Our data showed a low frequency of co-infection with more than one clone (4.5%); this distribution disagrees with what was reported in Asian populations (9.5%-23%) and in Caucasian populations (27) where the reported percentages of co-infection were higher than 70%. These differences in the latter studies may be due to the use of techniques with higher sensitivity, thus allowing higher detection (25). In our study, the number of patients enrolled and the number of isolates per patient are insufficient to determine the prevalence of co-infection in our population.
The findings of the present study agree with the results from in vitro studies where the virulence of type I strain (ATCC 33277), a type II strain (OMZ314) and two mutants originating from these strains (for which the fimA type I gene was substituted by type II and vice versa) were examined (29). Data from these investigations showed that strains containing fimbriae type II had a greater capacity to adhere to and invade epithelial cells, to inhibit migration and cellular proliferation and to cause abscesses in a mice model. In addition, when the capacity of these strains to form biofilms has been studied in vitro, it was observed that P. gingivalis with type II fimbriae tend to form abundant biofilms with clustered colonies, and those containing type I tend to form biofilms with more dispersed microcolonies and reduced volumes.
Studies using multilocus sequence typing method (MLST) of P. gingivalis fimA gene recommend re-evaluating the genotyping methods used for this gene. They observed that by MLST analysis it is possible to observe a wider genetic diversity and also to prevent false positive results, especially when PCR is performed directly from clinical material (13,27).

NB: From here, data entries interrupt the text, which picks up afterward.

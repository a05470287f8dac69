//! Small helpers over `roxmltree` for the namespaces found in WordprocessingML packages

use roxmltree::{Document, Node};

use crate::errors::DocxError;

pub const W: &str = "http://schemas.openxmlformats.org/wordprocessingml/2006/main";
pub const R: &str = "http://schemas.openxmlformats.org/officeDocument/2006/relationships";
pub const A: &str = "http://schemas.openxmlformats.org/drawingml/2006/main";
pub const WP: &str = "http://schemas.openxmlformats.org/drawingml/2006/wordprocessingDrawing";
pub const V: &str = "urn:schemas-microsoft-com:vml";
pub const O: &str = "urn:schemas-microsoft-com:office:office";
pub const MC: &str = "http://schemas.openxmlformats.org/markup-compatibility/2006";
pub const PACKAGE_RELS: &str = "http://schemas.openxmlformats.org/package/2006/relationships";
pub const CONTENT_TYPES: &str = "http://schemas.openxmlformats.org/package/2006/content-types";

pub fn parse<'input>(part: &str, text: &'input str) -> Result<Document<'input>, DocxError> {
    Document::parse(strip_bom(text)).map_err(|source| DocxError::Xml {
        part: part.to_string(),
        source,
    })
}

pub fn strip_bom(text: &str) -> &str {
    text.strip_prefix('\u{FEFF}').unwrap_or(text)
}

pub fn is_element(node: &Node, namespace: &str, local: &str) -> bool {
    node.is_element()
        && node.tag_name().name() == local
        && node.tag_name().namespace() == Some(namespace)
}

pub fn child<'a, 'input>(node: &Node<'a, 'input>, namespace: &str, local: &str) -> Option<Node<'a, 'input>> {
    node.children().find(|n| is_element(n, namespace, local))
}

/// The branch of an `mc:AlternateContent` to read: the first `mc:Choice`, else `mc:Fallback`
pub fn alternate_content_branch<'a, 'input>(node: &Node<'a, 'input>) -> Option<Node<'a, 'input>> {
    child(node, MC, "Choice").or_else(|| child(node, MC, "Fallback"))
}

pub fn descendant<'a, 'input>(
    node: &Node<'a, 'input>,
    namespace: &str,
    local: &str,
) -> Option<Node<'a, 'input>> {
    node.descendants().find(|n| is_element(n, namespace, local))
}

/// Reads a `w:val`-style on/off property; a bare element means "on"
pub fn on_off(node: &Node) -> bool {
    match node.attribute((W, "val")).map(|v| v.to_ascii_lowercase()).as_deref() {
        Some("0") | Some("false") | Some("off") | Some("none") => false,
        _ => true,
    }
}

#[cfg(test)]
mod tests {
    use super::*;

    #[test]
    fn bom_is_ignored() {
        let doc = parse("test.xml", "\u{FEFF}<root/>").unwrap();
        assert_eq!(doc.root_element().tag_name().name(), "root")
    }

    #[test]
    fn malformed_xml_names_the_part() {
        match parse("word/document.xml", "<open>") {
            Err(DocxError::Xml { part, .. }) => assert_eq!(part, "word/document.xml"),
            _ => panic!("expected an xml error"),
        }
    }

    #[test]
    fn on_off_values() {
        let text = format!(
            r#"<w:rPr xmlns:w="{W}"><w:b/><w:i w:val="0"/><w:u w:val="none"/><w:strike w:val="true"/></w:rPr>"#
        );
        let doc = parse("test.xml", &text).unwrap();
        let rpr = doc.root_element();
        assert!(on_off(&child(&rpr, W, "b").unwrap()));
        assert!(!on_off(&child(&rpr, W, "i").unwrap()));
        assert!(!on_off(&child(&rpr, W, "u").unwrap()));
        assert!(on_off(&child(&rpr, W, "strike").unwrap()));
    }
}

In our work we obtained pure cultures of each isolate and they were tested with all primer pairs achieving very clear results.
In addition, it has been suggested that studying the variability of other virulence factors, such as gingipains, capsule or minor fimbriae and their joint action will allow for more accurate assessment of the virulence levels for each strain (26,30). Nevertheless, the different epidemiological studies carried out in different types of patients in Japan, China, Norway, Germany, Brazil, among others; consider fimA type II gene as one of the most important virulence factors of P. gingivalis which is likely related to the pathogenesis of periodontitis.
Within the limitations of the present study, the reported data demonstrated a significant association between the presence of the fimA genotype II and periodontitis, and underline the need of further studies with larger sample populations, more sensitive genotyping methods and genotyping methods able to study several virulence factors at the same time.